1. Das SK, Masuda M, Sakurai A, & Sakakibara M. (2010). Medicinal uses of the mushroom Cordyceps militaris: current state and prospects. Fitoterapia. 81(8), 961-8.
2. Parcell AC, Smith JM, Schulthies SS, Myrer JW, & Fellingham G. (2004). Cordyceps Sinensis (CordyMax Cs-4) supplementation does not improve endurance exercise performance. International Journal of Sport Nutrition and Exercise Metabolism. 14(2), 236-42.
3. Chen S, Li Z, Krochmal R, Abrazado M, Kim W, & Cooper CB. (2010).

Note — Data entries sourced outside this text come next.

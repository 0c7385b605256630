//! PostgreSQL implementation for identity repository.

use application::error::{ApplicationError, Result, ToInternal};
use application::ports::outbound::IdentityRepository;
use async_trait::async_trait;
use domain::identity::{IdentityId, IdentityRecord, ProviderBinding};
use sqlx::PgPool;
use sqlx::postgres::PgQueryResult;

use super::models::{IdentityRow, to_db_time};

const SELECT_IDENTITY: &str = r#"
    SELECT
        i.id, i.login, i.email, i.password, i.guest, i.verified, i.state,
        i.replies_count, i.location, i.bio, i.tagline, i.website, i.github,
        i.created_at, i.updated_at, i.deleted_at,
        COALESCE(
            (
                SELECT jsonb_agg(
                    jsonb_build_object('provider', b.provider, 'uid', b.external_id)
                    ORDER BY b.created_at
                )
                FROM identity_bindings b
                WHERE b.identity_id = i.id
            ),
            '[]'::jsonb
        ) AS bindings
    FROM identities i
"#;

/// Maps unique violations to [`ApplicationError::Duplicate`].
fn conflict(err: sqlx::Error) -> ApplicationError {
    match &err {
        sqlx::Error::Database(db) if db.is_unique_violation() => {
            let field = match db.constraint() {
                Some("identities_login_key") => "login",
                Some("identities_pkey") => "id",
                _ => "authorizations",
            };
            ApplicationError::Duplicate { field }
        },
        _ => ApplicationError::internal(err),
    }
}

/// PostgreSQL identity repository.
pub struct PgIdentityRepository {
    pool: PgPool,
}

impl PgIdentityRepository {
    /// Create a new [`PgIdentityRepository`].
    pub fn new(pool: PgPool) -> Self {
        Self { pool }
    }

    /// Oldest live identity matching `condition`.
    async fn fetch(
        &self,
        condition: &str,
        params: &[&str],
    ) -> Result<Option<IdentityRecord>> {
        let sql = format!(
            "{SELECT_IDENTITY} WHERE i.deleted_at IS NULL AND {condition} \
             ORDER BY i.created_at, i.id LIMIT 1"
        );

        let mut query = sqlx::query_as::<_, IdentityRow>(&sql);
        for param in params {
            query = query.bind(*param);
        }

        query
            .fetch_optional(&self.pool)
            .await
            .catch()?
            .map(IdentityRow::try_into_record)
            .transpose()
    }
}

#[async_trait]
impl IdentityRepository for PgIdentityRepository {
    async fn find_by_id(&self, id: &IdentityId) -> Result<Option<IdentityRecord>> {
        self.fetch("i.id = $1", &[id.as_str()]).await
    }

    async fn find_by_email(&self, email: &str) -> Result<Option<IdentityRecord>> {
        self.fetch("i.email = $1", &[email]).await
    }

    async fn find_by_login(&self, login: &str) -> Result<Option<IdentityRecord>> {
        self.fetch("lower(i.login) = lower($1)", &[login]).await
    }

    async fn find_binding_owner(
        &self,
        provider: &str,
        external_id: &str,
    ) -> Result<Option<IdentityRecord>> {
        self.fetch(
            "i.id = (SELECT identity_id FROM identity_bindings \
             WHERE provider = $1 AND external_id = $2)",
            &[provider, external_id],
        )
        .await
    }

    async fn insert(&self, record: &IdentityRecord) -> Result<()> {
        let mut tx = self.pool.begin().await.catch()?;

        sqlx::query(
            r#"
            INSERT INTO identities (
                id, login, email, password, guest, verified, state,
                replies_count, location, bio, tagline, website, github,
                created_at, updated_at
            )
            VALUES ($1, $2, $3, $4, $5, $6, $7, $8, $9, $10, $11, $12, $13, $14, $15)
            "#,
        )
        .bind(record.id.as_str())
        .bind(&record.login)
        .bind(&record.email)
        .bind(record.password_hash.as_ref().map(|hash| hash.as_str()))
        .bind(record.guest)
        .bind(record.verified)
        .bind(record.state.code())
        .bind(i32::try_from(record.replies_count).catch()?)
        .bind(&record.location)
        .bind(&record.bio)
        .bind(&record.tagline)
        .bind(&record.website)
        .bind(&record.github)
        .bind(to_db_time(record.created_at)?)
        .bind(to_db_time(record.updated_at)?)
        .execute(&mut *tx)
        .await
        .map_err(conflict)?;

        // Same transaction: a record never exists without its bindings.
        for binding in record.bindings() {
            sqlx::query(
                r#"
                INSERT INTO identity_bindings (provider, external_id, identity_id, created_at)
                VALUES ($1, $2, $3, $4)
                "#,
            )
            .bind(binding.provider())
            .bind(binding.external_id())
            .bind(record.id.as_str())
            .bind(to_db_time(record.created_at)?)
            .execute(&mut *tx)
            .await
            .map_err(conflict)?;
        }

        tx.commit().await.catch()?;

        Ok(())
    }

    async fn update(&self, record: &IdentityRecord) -> Result<()> {
        let result: PgQueryResult = sqlx::query(
            r#"
            UPDATE identities
            SET
                login = $2,
                email = $3,
                password = $4,
                guest = $5,
                verified = $6,
                state = $7,
                replies_count = $8,
                location = $9,
                bio = $10,
                tagline = $11,
                website = $12,
                github = $13,
                updated_at = $14
            WHERE id = $1 AND deleted_at IS NULL
            "#,
        )
        .bind(record.id.as_str())
        .bind(&record.login)
        .bind(&record.email)
        .bind(record.password_hash.as_ref().map(|hash| hash.as_str()))
        .bind(record.guest)
        .bind(record.verified)
        .bind(record.state.code())
        .bind(i32::try_from(record.replies_count).catch()?)
        .bind(&record.location)
        .bind(&record.bio)
        .bind(&record.tagline)
        .bind(&record.website)
        .bind(&record.github)
        .bind(to_db_time(record.updated_at)?)
        .execute(&self.pool)
        .await
        .map_err(conflict)?;

        if result.rows_affected() == 0 {
            return Err(ApplicationError::IdentityNotFound);
        }

        Ok(())
    }

    async fn attach_binding(
        &self,
        id: &IdentityId,
        binding: &ProviderBinding,
    ) -> Result<()> {
        let result: PgQueryResult = sqlx::query(
            r#"
            INSERT INTO identity_bindings (provider, external_id, identity_id, created_at)
            SELECT $1, $2, id, EXTRACT(EPOCH FROM now())::BIGINT
            FROM identities
            WHERE id = $3 AND deleted_at IS NULL
            ON CONFLICT (provider, external_id) DO UPDATE
                SET identity_id = identity_bindings.identity_id
                WHERE identity_bindings.identity_id = EXCLUDED.identity_id
            "#,
        )
        .bind(binding.provider())
        .bind(binding.external_id())
        .bind(id.as_str())
        .execute(&self.pool)
        .await
        .map_err(conflict)?;

        if result.rows_affected() == 0 {
            // Either the identity is gone or someone else holds the subject.
            return match self.find_by_id(id).await? {
                Some(_) => Err(ApplicationError::Duplicate {
                    field: "authorizations",
                }),
                None => Err(ApplicationError::IdentityNotFound),
            };
        }

        Ok(())
    }

    async fn delete(&self, id: &IdentityId, deleted_at: u64) -> Result<()> {
        let mut tx = self.pool.begin().await.catch()?;

        let result: PgQueryResult = sqlx::query(
            r#"
            UPDATE identities
            SET deleted_at = $2
            WHERE id = $1 AND deleted_at IS NULL
            "#,
        )
        .bind(id.as_str())
        .bind(to_db_time(deleted_at)?)
        .execute(&mut *tx)
        .await
        .catch()?;

        if result.rows_affected() == 0 {
            return Err(ApplicationError::IdentityNotFound);
        }

        // Released so the provider subject can sign up again.
        sqlx::query("DELETE FROM identity_bindings WHERE identity_id = $1")
            .bind(id.as_str())
            .execute(&mut *tx)
            .await
            .catch()?;

        tx.commit().await.catch()?;

        Ok(())
    }
}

Effect of Cs-4 (Cordyceps sinensis) on exercise performance in healthy older subjects: a double-blind, placebo-controlled trial. Journal of Alternative and Complementary Medicine (New York, N.Y.). 16(5), 585-90.
4. Colson SN, Wyatt FB, Johnston DL, Autrey LD, FitzGerald YL, & Earnest CP. (2005). Cordyceps sinensis- and Rhodiola rosea-based supplementation in male cyclists and its effect on muscle tissue oxygen saturation. Journal of Strength and Conditioning Research / National Strength & Conditioning Association. 19(2), 358-63.
5. Kim HG, Song H, Yoon DH, Song BW, Park SM, Sung GH, Cho JY, Park HI, Choi S, Song WO, Hwang KC, & Kim TW. (2010). Cordyceps pruinosa extracts induce apoptosis of HeLa cells by a caspase dependent pathway. Journal of Ethnopharmacology. 128(2), 342-51.